Work required: Return the number of lines below with "Australia" in them, and nothing else.

Top of Exercise inputs

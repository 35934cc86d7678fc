mod picker;
mod render;

use std::io::{self, IsTerminal};

use chrono::NaiveDate;
use tzoverlap::{Context, WorkWindow, compute_overlap};

use crate::render::ansi::Palette;

fn main() {
    let config = match parse_args() {
        Ok(config) => config,
        Err(err) => {
            eprintln!("{err}");
            std::process::exit(2);
        }
    };

    let palette = Palette::new(config.color);
    let (zone_a, zone_b) = match config.zones {
        Some(pair) => pair,
        None => match pick_zones(&palette) {
            Ok(Some(pair)) => pair,
            // User quit the picker; that is normal completion.
            Ok(None) => return,
            Err(err) => {
                eprintln!("error: {err}");
                std::process::exit(1);
            }
        },
    };

    let ctx = match config.reference_date {
        Some(reference_date) => Context { reference_date },
        None => Context::default(),
    };

    let result = match compute_overlap(&zone_a, &zone_b, WorkWindow::default(), &ctx) {
        Ok(result) => result,
        Err(err) => {
            eprintln!("error: {err}");
            std::process::exit(2);
        }
    };

    render::print_overlap(&result, config.color);
}

fn pick_zones(palette: &Palette) -> io::Result<Option<(String, String)>> {
    let Some(first) = picker::pick_zone("Select your timezone:", palette)? else {
        return Ok(None);
    };
    let Some(second) = picker::pick_zone("Select the other timezone:", palette)? else {
        return Ok(None);
    };
    Ok(Some((first.identifier.to_string(), second.identifier.to_string())))
}

struct CliConfig {
    zones: Option<(String, String)>,
    reference_date: Option<NaiveDate>,
    color: bool,
}

fn parse_args() -> Result<CliConfig, String> {
    let mut positional: Vec<String> = Vec::new();
    let mut reference_date: Option<NaiveDate> = None;
    let mut color = io::stdout().is_terminal();
    let mut args = std::env::args().skip(1);

    while let Some(arg) = args.next() {
        match arg.as_str() {
            "-h" | "--help" => {
                println!("{}", help_text());
                std::process::exit(0);
            }
            "-V" | "--version" => {
                println!("tzoverlap {}", env!("CARGO_PKG_VERSION"));
                std::process::exit(0);
            }
            "--color" => color = true,
            "--no-color" => color = false,
            "--date" => {
                let value = args.next().ok_or_else(|| "error: --date expects a value".to_string())?;
                reference_date = Some(parse_date(&value)?);
            }
            _ if arg.starts_with("--date=") => {
                let value = arg.trim_start_matches("--date=");
                reference_date = Some(parse_date(value)?);
            }
            _ if arg.starts_with('-') => {
                return Err(format!("error: unknown option '{arg}'"));
            }
            _ => positional.push(arg),
        }
    }

    let zones = match positional.len() {
        0 => None,
        2 => {
            let mut it = positional.into_iter();
            Some((it.next().unwrap_or_default(), it.next().unwrap_or_default()))
        }
        _ => {
            return Err(format!(
                "error: expected zero or two timezone arguments\n\n{}",
                help_text()
            ));
        }
    };

    Ok(CliConfig { zones, reference_date, color })
}

fn parse_date(value: &str) -> Result<NaiveDate, String> {
    NaiveDate::parse_from_str(value, "%Y-%m-%d")
        .map_err(|_| format!("error: invalid --date '{value}' (expected YYYY-MM-DD)"))
}

fn help_text() -> String {
    format!(
        "tzoverlap {version}

Find overlapping working hours (09:00–17:00 local) between two timezones.

Usage:
  tzoverlap [OPTIONS]
  tzoverlap [OPTIONS] <zone-a> <zone-b>

With no zone arguments, an interactive picker offers a curated list of
major timezones. Zones given on the command line may be any IANA
identifier, e.g. America/New_York.

Options:
  --date <YYYY-MM-DD>        Reference date for offset resolution.
                             Default: today.
  --color                    Force ANSI color output.
  --no-color                 Disable ANSI color output.
  -h, --help                 Show this help message.
  -V, --version              Print version information.

Exit codes:
  0  Success (including quitting the picker).
  1  Internal error.
  2  Invalid arguments or unrecognized timezone.
",
        version = env!("CARGO_PKG_VERSION")
    )
}
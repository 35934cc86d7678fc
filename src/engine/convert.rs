use std::str::FromStr;

use chrono::{NaiveDate, TimeZone, Timelike};
use chrono_tz::Tz;

use crate::error::OverlapError;

/// Resolve an IANA identifier against the embedded timezone database.
pub fn resolve_zone(identifier: &str) -> Result<Tz, OverlapError> {
    Tz::from_str(identifier).map_err(|_| OverlapError::InvalidTimezone(identifier.to_string()))
}

/// The other zone's civil time at a whole local hour.
///
/// `hour` is the floor civil hour; `minute` is nonzero only for zones whose
/// offsets differ by a sub-hour amount (half/quarter-hour offset zones), in
/// which case the local hour slot starts `minute` minutes into `hour` and
/// runs `minute` minutes into the next civil hour.
#[derive(Debug, Clone, Copy, PartialEq, Eq)]
pub struct MappedHour {
    pub hour: u32,
    pub minute: u32,
}

/// Civil time in `other` at the instant "`date` at `hour`:00 local in `zone`".
///
/// Returns `None` when the local hour does not exist in `zone` on that date
/// (DST spring-forward gap); an ambiguous local hour (fall-back repeat)
/// resolves to the earlier of the two instants.
pub fn mapped_hour(zone: Tz, other: Tz, date: NaiveDate, hour: u32) -> Option<MappedHour> {
    let local = date.and_hms_opt(hour, 0, 0)?;
    let instant = zone.from_local_datetime(&local).earliest()?;
    let mapped = instant.with_timezone(&other);
    Some(MappedHour { hour: mapped.hour(), minute: mapped.minute() })
}

#[cfg(test)]
mod tests {
    use super::*;

    fn date(y: i32, m: u32, d: u32) -> NaiveDate {
        NaiveDate::from_ymd_opt(y, m, d).unwrap()
    }

    #[test]
    fn resolve_zone_accepts_iana_identifiers() {
        assert_eq!(resolve_zone("America/New_York").unwrap(), chrono_tz::America::New_York);
        assert_eq!(resolve_zone("UTC").unwrap(), chrono_tz::UTC);
    }

    #[test]
    fn resolve_zone_rejects_unknown_identifiers() {
        let err = resolve_zone("Mars/Crater").unwrap_err();
        assert_eq!(err, OverlapError::InvalidTimezone("Mars/Crater".to_string()));
    }

    #[test]
    fn same_zone_maps_to_identity() {
        let tz = resolve_zone("Europe/Berlin").unwrap();
        for hour in 0..24 {
            assert_eq!(mapped_hour(tz, tz, date(2026, 1, 15), hour), Some(MappedHour { hour, minute: 0 }));
        }
    }

    #[test]
    fn half_hour_offset_keeps_the_sub_hour_residue() {
        // 12:00 UTC is 17:30 in Kolkata (+05:30); the floor hour is 17.
        let utc = resolve_zone("UTC").unwrap();
        let kolkata = resolve_zone("Asia/Kolkata").unwrap();
        assert_eq!(
            mapped_hour(utc, kolkata, date(2026, 1, 15), 12),
            Some(MappedHour { hour: 17, minute: 30 })
        );
    }

    #[test]
    fn whole_hour_offset_has_no_residue() {
        let utc = resolve_zone("UTC").unwrap();
        let ny = resolve_zone("America/New_York").unwrap();
        assert_eq!(mapped_hour(utc, ny, date(2026, 1, 15), 12), Some(MappedHour { hour: 7, minute: 0 }));
    }

    #[test]
    fn mapping_can_cross_the_date_line() {
        // 20:00 UTC on the 15th is 09:00 on the 16th in Auckland (NZDT, +13).
        let utc = resolve_zone("UTC").unwrap();
        let auckland = resolve_zone("Pacific/Auckland").unwrap();
        assert_eq!(
            mapped_hour(utc, auckland, date(2026, 1, 15), 20),
            Some(MappedHour { hour: 9, minute: 0 })
        );
    }

    #[test]
    fn nonexistent_local_hour_yields_none() {
        // US spring-forward 2026-03-08: 02:00 does not exist in New York.
        let ny = resolve_zone("America/New_York").unwrap();
        let utc = resolve_zone("UTC").unwrap();
        assert_eq!(mapped_hour(ny, utc, date(2026, 3, 8), 2), None);
        assert!(mapped_hour(ny, utc, date(2026, 3, 8), 3).is_some());
    }

    #[test]
    fn ambiguous_local_hour_resolves_to_earliest() {
        // US fall-back 2026-11-01: 01:00 occurs twice in New York; the
        // earlier instant is 01:00 EDT = 05:00 UTC.
        let ny = resolve_zone("America/New_York").unwrap();
        let utc = resolve_zone("UTC").unwrap();
        assert_eq!(
            mapped_hour(ny, utc, date(2026, 11, 1), 1),
            Some(MappedHour { hour: 5, minute: 0 })
        );
    }
}
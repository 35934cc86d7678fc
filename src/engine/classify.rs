use chrono::NaiveDate;
use chrono_tz::Tz;

use crate::api::{HourClassification, ZoneRow};
use crate::engine::convert::mapped_hour;
use crate::window::WorkWindow;

/// Classify all 24 local hours of `zone` against `other`'s window.
///
/// The row is indexed by `zone`'s own local hour; each slot re-derives the
/// corresponding civil time in `other` by an explicit conversion through the
/// instant, never by offset arithmetic.
///
/// A working slot counts as overlapping when any part of its hour-long
/// instant interval falls inside `other`'s working window. For whole-hour
/// offsets this is exactly the floor-hour test. For sub-hour offsets the
/// slot straddles two civil hours in `other` (17:30–18:30 touches both 17
/// and 18), and either being inside the window qualifies; testing only the
/// floor hour would classify the two zones' views of the same instants
/// asymmetrically. The displayed label still floors.
///
/// A slot whose local hour does not exist on `date` (DST gap) degrades
/// alone: empty label, no overlap, the remaining 23 slots are unaffected.
pub fn classify_row(zone: Tz, other: Tz, window: WorkWindow, date: NaiveDate) -> ZoneRow {
    let hours = (0..24)
        .map(|hour| {
            let is_working_hour = window.contains(hour);
            match mapped_hour(zone, other, date, hour) {
                Some(mapped) => {
                    let other_working = window.contains(mapped.hour)
                        || (mapped.minute > 0 && window.contains((mapped.hour + 1) % 24));
                    HourClassification {
                        hour,
                        is_working_hour,
                        is_overlap: is_working_hour && other_working,
                        mapped_hour_label: format!("{:02}", mapped.hour),
                    }
                }
                None => HourClassification {
                    hour,
                    is_working_hour,
                    is_overlap: false,
                    mapped_hour_label: String::new(),
                },
            }
        })
        .collect();

    ZoneRow { zone: zone.name().to_string(), hours }
}

#[cfg(test)]
mod tests {
    use super::*;
    use crate::engine::convert::resolve_zone;

    fn date(y: i32, m: u32, d: u32) -> NaiveDate {
        NaiveDate::from_ymd_opt(y, m, d).unwrap()
    }

    #[test]
    fn row_always_has_24_slots_in_hour_order() {
        let ny = resolve_zone("America/New_York").unwrap();
        let tokyo = resolve_zone("Asia/Tokyo").unwrap();
        let row = classify_row(ny, tokyo, WorkWindow::default(), date(2026, 1, 15));

        assert_eq!(row.zone, "America/New_York");
        assert_eq!(row.hours.len(), 24);
        for (idx, slot) in row.hours.iter().enumerate() {
            assert_eq!(slot.hour, idx as u32);
        }
    }

    #[test]
    fn overlap_implies_working_hour() {
        let london = resolve_zone("Europe/London").unwrap();
        let chicago = resolve_zone("America/Chicago").unwrap();
        let row = classify_row(london, chicago, WorkWindow::default(), date(2026, 1, 15));

        for slot in &row.hours {
            assert!(!slot.is_overlap || slot.is_working_hour);
        }
    }

    #[test]
    fn labels_are_two_digit_civil_hours() {
        // Winter: New York 09:00 EST is 19:30 in Kolkata, floored to "19".
        let ny = resolve_zone("America/New_York").unwrap();
        let kolkata = resolve_zone("Asia/Kolkata").unwrap();
        let row = classify_row(ny, kolkata, WorkWindow::default(), date(2026, 1, 15));

        assert_eq!(row.hours[9].mapped_hour_label, "19");
        assert_eq!(row.hours[0].mapped_hour_label, "10");
        for slot in &row.hours {
            let label: u32 = slot.mapped_hour_label.parse().unwrap();
            assert!(label < 24);
        }
    }

    #[test]
    fn partially_working_slot_counts_as_overlap() {
        // Sydney 14:00 AEDT is 08:30 in Kolkata; the second half of that
        // slot (09:00–09:30) is inside Kolkata's window, so it overlaps
        // even though the floor hour 8 is not working.
        let sydney = resolve_zone("Australia/Sydney").unwrap();
        let kolkata = resolve_zone("Asia/Kolkata").unwrap();
        let row = classify_row(sydney, kolkata, WorkWindow::default(), date(2026, 1, 15));

        assert_eq!(row.hours[14].mapped_hour_label, "08");
        assert!(row.hours[14].is_overlap);
        // 13:00 maps to 07:30–08:30, entirely outside the window.
        assert!(!row.hours[13].is_overlap);
    }

    #[test]
    fn dst_gap_degrades_only_the_missing_slot() {
        // 02:00 does not exist in New York on 2026-03-08.
        let ny = resolve_zone("America/New_York").unwrap();
        let chicago = resolve_zone("America/Chicago").unwrap();
        let row = classify_row(ny, chicago, WorkWindow::default(), date(2026, 3, 8));

        assert!(row.hours[2].mapped_hour_label.is_empty());
        assert!(!row.hours[2].is_overlap);
        for (idx, slot) in row.hours.iter().enumerate() {
            if idx != 2 {
                assert!(!slot.mapped_hour_label.is_empty());
            }
        }
    }
}
use chrono::{Local, NaiveDate};

use crate::engine;
use crate::error::OverlapError;
use crate::window::WorkWindow;

/// Computation context.
///
/// Holds the calendar date used to anchor each local-hour → instant
/// conversion. The date only matters insofar as UTC offsets differ by date
/// (DST); system policy is "today", so two runs on either side of a DST
/// transition may legitimately disagree.
#[derive(Debug, Clone, Copy, PartialEq, Eq)]
pub struct Context {
    /// Reference date used to resolve each zone's UTC offset.
    pub reference_date: NaiveDate,
}

impl Default for Context {
    fn default() -> Self {
        if cfg!(test) {
            // Mid-winter, far from any DST transition, for determinism.
            Self { reference_date: NaiveDate::from_ymd_opt(2026, 1, 15).unwrap() }
        } else {
            Self { reference_date: Local::now().date_naive() }
        }
    }
}

/// Classification of a single local hour in one zone.
#[derive(Debug, Clone, PartialEq, Eq)]
pub struct HourClassification {
    /// Local hour of day, 0–23.
    pub hour: u32,
    /// True if the hour falls inside this zone's working window.
    pub is_working_hour: bool,
    /// True if any part of this hour's instant interval falls inside both
    /// zones' working windows.
    pub is_overlap: bool,
    /// The corresponding civil hour in the *other* zone, zero-padded to two
    /// digits ("19"); display only. Empty when the local hour does not exist
    /// on the reference date (DST gap).
    pub mapped_hour_label: String,
}

/// One zone's view of the day: 24 slots indexed by that zone's local hour.
#[derive(Debug, Clone, PartialEq, Eq)]
pub struct ZoneRow {
    /// IANA identifier of the zone this row belongs to.
    pub zone: String,
    /// Exactly 24 entries, `hours[h].hour == h`.
    pub hours: Vec<HourClassification>,
}

impl ZoneRow {
    /// Number of hours classified as overlapping.
    pub fn overlap_count(&self) -> usize {
        self.hours.iter().filter(|slot| slot.is_overlap).count()
    }
}

/// Result from [`compute_overlap`] and [`compute_overlap_today`].
#[derive(Debug, Clone, PartialEq, Eq)]
pub struct OverlapResult {
    /// The first zone's row, indexed by its own local hours, mapped into the
    /// second zone.
    pub row_a: ZoneRow,
    /// The second zone's row, indexed by its own local hours, mapped into
    /// the first zone.
    pub row_b: ZoneRow,
}

/// Compute the working-hour overlap between two zones on the context's
/// reference date.
///
/// Pure: identical inputs (including the reference date) always yield
/// identical results. Fails with [`OverlapError::InvalidTimezone`] if either
/// identifier does not resolve, or [`OverlapError::InvalidWorkWindow`] if
/// the window is malformed; malformed input is never silently corrected.
///
/// # Example
/// ```
/// use tzoverlap::{Context, WorkWindow, compute_overlap};
///
/// let ctx = Context::default();
/// let res = compute_overlap("America/New_York", "Europe/London", WorkWindow::default(), &ctx).unwrap();
/// assert_eq!(res.row_a.hours.len(), 24);
/// ```
pub fn compute_overlap(
    zone_a: &str,
    zone_b: &str,
    window: WorkWindow,
    ctx: &Context,
) -> Result<OverlapResult, OverlapError> {
    window.check()?;
    let a = engine::resolve_zone(zone_a)?;
    let b = engine::resolve_zone(zone_b)?;

    Ok(OverlapResult {
        row_a: engine::classify_row(a, b, window, ctx.reference_date),
        row_b: engine::classify_row(b, a, window, ctx.reference_date),
    })
}

/// [`compute_overlap`] anchored on today's date (the system policy).
pub fn compute_overlap_today(
    zone_a: &str,
    zone_b: &str,
    window: WorkWindow,
) -> Result<OverlapResult, OverlapError> {
    compute_overlap(zone_a, zone_b, window, &Context::default())
}
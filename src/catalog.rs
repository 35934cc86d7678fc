//! The curated timezone picklist.
//!
//! A static, hand-picked set of 21 zones covering the major world regions.
//! Deliberately *not* derived from the full zone database at runtime: the
//! point of the picker is a short list a user can scan, not 400+ entries.
//! Catalog membership guarantees the identifier resolves, so the shell never
//! has to surface `InvalidTimezone` in practice (a test below pins this).

use once_cell::sync::Lazy;

/// One picklist entry.
#[derive(Debug, Clone, Copy, PartialEq, Eq)]
pub struct ZoneEntry {
    /// IANA zone-database key, e.g. `"America/New_York"`.
    pub identifier: &'static str,
    /// Label shown in the picker (currently the identifier itself).
    pub label: &'static str,
    /// Common abbreviation(s), e.g. `"EST/EDT"`.
    pub abbreviation: &'static str,
}

macro_rules! zone {
    ($id:literal, $abbr:literal) => {
        ZoneEntry { identifier: $id, label: $id, abbreviation: $abbr }
    };
}

/// The fixed catalog, ordered west to east the way the original picklist is.
pub const CATALOG: &[ZoneEntry] = &[
    zone!("America/New_York", "EST/EDT"),
    zone!("America/Chicago", "CST/CDT"),
    zone!("America/Denver", "MST/MDT"),
    zone!("America/Los_Angeles", "PST/PDT"),
    zone!("America/Anchorage", "AKST/AKDT"),
    zone!("America/Phoenix", "MST"),
    zone!("America/Sao_Paulo", "BRT"),
    zone!("Europe/London", "GMT/BST"),
    zone!("Europe/Paris", "CET/CEST"),
    zone!("Europe/Berlin", "CET/CEST"),
    zone!("Europe/Moscow", "MSK"),
    zone!("Africa/Johannesburg", "SAST"),
    zone!("Asia/Dubai", "GST"),
    zone!("Asia/Kolkata", "IST"),
    zone!("Asia/Bangkok", "ICT"),
    zone!("Asia/Singapore", "SGT"),
    zone!("Asia/Tokyo", "JST"),
    zone!("Asia/Shanghai", "CST"),
    zone!("Asia/Seoul", "KST"),
    zone!("Australia/Sydney", "AEST/AEDT"),
    zone!("Pacific/Auckland", "NZST/NZDT"),
];

static PICKER_LABELS: Lazy<Vec<String>> = Lazy::new(|| {
    CATALOG.iter().map(|zone| format!("{} ({})", zone.label, zone.abbreviation)).collect()
});

/// Preformatted picker labels, `"America/New_York (EST/EDT)"`, in catalog
/// order.
pub fn picker_labels() -> &'static [String] {
    PICKER_LABELS.as_slice()
}
//! The overlap engine.
//!
//! Computing a result is a short, fully synchronous pipeline:
//!
//! ```text
//! identifiers ── resolve_zone ──┐        (convert.rs)
//!                               │
//!                               v
//!                 classify_row(zone_a, zone_b)   (classify.rs)
//!                 classify_row(zone_b, zone_a)
//!                               │
//!                               v
//!                         OverlapResult
//! ```
//!
//! The two rows are computed as two *independent* passes, one per zone. This
//! is deliberate: timezone offsets are not guaranteed to be a whole number of
//! hours (Kolkata, Chatham, …) and are not symmetric across DST boundaries,
//! so the reverse mapping is always re-derived by an explicit conversion
//! rather than inverted arithmetically.
//!
//! ## Responsibilities by module
//!
//! - `convert.rs`: identifier resolution against chrono-tz, and the
//!   single-hour local-time → instant → other-zone conversion (with the
//!   floor-to-civil-hour truncation for sub-hour offset zones).
//! - `classify.rs`: the 24-slot per-zone classification pass.
//!
//! The public entry points wrapping these live in `src/api.rs`.

#[path = "engine/classify.rs"]
mod classify;
#[path = "engine/convert.rs"]
mod convert;

pub use classify::classify_row;
pub use convert::resolve_zone;
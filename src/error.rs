use thiserror::Error;

/// Errors produced by the overlap engine.
///
/// Both variants are caller errors: the inputs were malformed, nothing was
/// partially computed, and retrying with the same inputs will fail again.
#[derive(Debug, Clone, PartialEq, Eq, Error)]
pub enum OverlapError {
    /// The identifier did not resolve against the IANA timezone database.
    #[error("unrecognized timezone identifier '{0}'")]
    InvalidTimezone(String),

    /// The working-hours window was malformed.
    #[error("invalid work window {start}..{end} (expected 0 <= start < end <= 24)")]
    InvalidWorkWindow { start: u32, end: u32 },
}
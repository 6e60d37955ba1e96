use clap::{Parser, Subcommand};
use std::path::PathBuf;

#[derive(Parser, Debug)]
#[command(
    name = "alarm-relay",
    version,
    about = "Relays alarm events into Slack summaries of nearby ERROR log entries",
    long_about = None
)]
pub struct Cli {
    #[command(subcommand)]
    pub command: Option<Commands>,

    /// Configuration file path (defaults to $ALARM_RELAY_CONFIG, then built-in defaults)
    #[arg(long, global = true)]
    pub config: Option<PathBuf>,

    /// Enable verbose logging
    #[arg(short, long, global = true)]
    pub verbose: bool,
}

#[derive(Subcommand, Debug)]
pub enum Commands {
    /// Serve alarm events from the Lambda runtime (default)
    Serve,

    /// Run the pipeline once for an alarm time and print the response
    Invoke {
        /// Alarm time, e.g. 2024-01-01T12:00:00.000000+00:00
        #[arg(short, long)]
        time: String,
    },

    /// Validate the configuration and show the resolved settings
    Check,
}
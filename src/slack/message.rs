use crate::logs::LogEntry;
use serde::{Deserialize, Serialize};

pub const HEADER_TEXT: &str = "🚨 Error Logs Detected";

/// Slack Block Kit payload posted to the incoming webhook.
#[derive(Debug, Clone, PartialEq, Eq, Serialize, Deserialize)]
pub struct SlackMessage {
    pub blocks: Vec<Block>,
}

#[derive(Debug, Clone, PartialEq, Eq, Serialize, Deserialize)]
pub struct Block {
    #[serde(rename = "type")]
    pub block_type: BlockType,
    pub text: TextObject,
}

#[derive(Debug, Clone, Copy, PartialEq, Eq, Serialize, Deserialize)]
#[serde(rename_all = "lowercase")]
pub enum BlockType {
    Header,
    Section,
}

#[derive(Debug, Clone, PartialEq, Eq, Serialize, Deserialize)]
pub struct TextObject {
    #[serde(rename = "type")]
    pub text_type: TextType,
    pub text: String,
}

#[derive(Debug, Clone, Copy, PartialEq, Eq, Serialize, Deserialize)]
#[serde(rename_all = "snake_case")]
pub enum TextType {
    PlainText,
    Mrkdwn,
}

impl Block {
    pub fn header(text: &str) -> Self {
        Self {
            block_type: BlockType::Header,
            text: TextObject {
                text_type: TextType::PlainText,
                text: text.to_string(),
            },
        }
    }

    // Message text goes out verbatim; mrkdwn in it is not escaped.
    pub fn entry(entry: &LogEntry) -> Self {
        Self {
            block_type: BlockType::Section,
            text: TextObject {
                text_type: TextType::Mrkdwn,
                text: format!("*Timestamp:* {}\n*Message:* {}", entry.timestamp, entry.message),
            },
        }
    }
}

/// Builds the notification: one header block, then one section per entry in
/// input order.
pub fn format_message(entries: &[LogEntry]) -> SlackMessage {
    let mut blocks = Vec::with_capacity(entries.len() + 1);
    blocks.push(Block::header(HEADER_TEXT));
    blocks.extend(entries.iter().map(Block::entry));
    SlackMessage { blocks }
}
//! Relays alarm events into Slack summaries of the error log entries logged
//! around the alarm time.

pub mod config;
pub mod error;
pub mod logs;
pub mod params;
pub mod pipeline;
pub mod slack;
pub mod window;

pub use error::RelayError;
pub use pipeline::{AlarmEvent, Outcome, Pipeline, RelayResponse};

#[cfg(test)]
mod logs_tests;
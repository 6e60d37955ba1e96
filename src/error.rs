use thiserror::Error;

/// Failure taxonomy shared by every stage of the relay.
///
/// Every variant is fatal for the invocation it occurs in; nothing is retried.
#[derive(Debug, Error)]
pub enum RelayError {
    #[error("missing 'time' in event payload")]
    MissingTime,

    #[error("failed to get parameter '{name}': {reason}")]
    Config { name: String, reason: String },

    #[error("invalid timestamp '{value}': {reason}")]
    InvalidTimestamp { value: String, reason: String },

    #[error("failed to query logs from '{source_id}': {reason}")]
    QueryFailed { source_id: String, reason: String },

    #[error("failed to send {entries} error log(s) to Slack")]
    DeliveryFailed { entries: usize },

    #[error("invalid relay configuration: {0}")]
    InvalidConfig(String),
}

impl RelayError {
    /// Short name of the failure class, used as a structured log field.
    pub fn kind(&self) -> &'static str {
        match self {
            RelayError::MissingTime => "InputError",
            RelayError::Config { .. } => "ConfigError",
            RelayError::InvalidTimestamp { .. } => "InvalidTimestamp",
            RelayError::QueryFailed { .. } => "QueryFailed",
            RelayError::DeliveryFailed { .. } => "DeliveryFailed",
            RelayError::InvalidConfig(_) => "InvalidConfig",
        }
    }
}

pub type Result<T> = std::result::Result<T, RelayError>;
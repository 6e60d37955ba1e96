use crate::error::{RelayError, Result};
use chrono::{FixedOffset, NaiveDate, TimeZone};
use regex::{Captures, Regex};
use std::sync::OnceLock;

/// Seconds subtracted from the alarm time so errors logged just before the
/// alarm fired are still picked up.
pub const LOOKBACK_SECS: i64 = 120;

/// `YYYY-MM-DDTHH:MM:SS.ffffff` followed by `±HH:MM`, `±HHMM` or `Z`.
const TIMESTAMP_PATTERN: &str = r"^([0-9]{4})-([0-9]{2})-([0-9]{2})T([0-9]{2}):([0-9]{2}):([0-9]{2})\.([0-9]{6})(?:(Z)|([+-])([0-9]{2}):?([0-9]{2}))$";

fn timestamp_regex() -> &'static Regex {
    static RE: OnceLock<Regex> = OnceLock::new();
    RE.get_or_init(|| Regex::new(TIMESTAMP_PATTERN).expect("timestamp pattern compiles"))
}

/// Lower bound of a log query. The window is open-ended: no upper bound.
#[derive(Debug, Clone, Copy, PartialEq, Eq)]
pub struct TimeWindow {
    pub start_millis: i64,
}

impl TimeWindow {
    pub fn for_alarm(time: &str) -> Result<Self> {
        Ok(Self {
            start_millis: window_start(time, LOOKBACK_SECS)?,
        })
    }
}

/// Parses a microsecond-precision, offset-aware ISO-8601 timestamp into
/// milliseconds since the Unix epoch.
pub fn epoch_millis(iso: &str) -> Result<i64> {
    let invalid = |reason: &str| RelayError::InvalidTimestamp {
        value: iso.to_string(),
        reason: reason.to_string(),
    };

    let caps = timestamp_regex()
        .captures(iso)
        .ok_or_else(|| invalid("expected YYYY-MM-DDTHH:MM:SS.ffffff+HH:MM"))?;

    let field = |caps: &Captures, i: usize| -> u32 {
        caps.get(i)
            .and_then(|m| m.as_str().parse().ok())
            .unwrap_or(0)
    };

    let year = caps[1].parse::<i32>().map_err(|_| invalid("bad year"))?;
    let naive = NaiveDate::from_ymd_opt(year, field(&caps, 2), field(&caps, 3))
        .ok_or_else(|| invalid("date out of range"))?
        .and_hms_micro_opt(
            field(&caps, 4),
            field(&caps, 5),
            field(&caps, 6),
            field(&caps, 7),
        )
        .ok_or_else(|| invalid("time of day out of range"))?;

    let offset_secs = if caps.get(8).is_some() {
        0
    } else {
        let sign = if &caps[9] == "-" { -1 } else { 1 };
        let hours = field(&caps, 10) as i32;
        let minutes = field(&caps, 11) as i32;
        if minutes >= 60 {
            return Err(invalid("offset minutes out of range"));
        }
        sign * (hours * 3600 + minutes * 60)
    };

    let offset = FixedOffset::east_opt(offset_secs).ok_or_else(|| invalid("offset out of range"))?;
    let parsed = offset
        .from_local_datetime(&naive)
        .single()
        .ok_or_else(|| invalid("ambiguous local time"))?;

    Ok(parsed.timestamp_millis())
}

/// Start of the query window: the alarm instant minus `buffer_secs`.
pub fn window_start(iso: &str, buffer_secs: i64) -> Result<i64> {
    match epoch_millis(iso) {
        Ok(millis) => Ok(millis - buffer_secs * 1000),
        Err(e) => {
            tracing::error!("Failed to parse timestamp '{}': {}", iso, e);
            Err(e)
        }
    }
}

Bottom of Exercise inputs

Output below: 2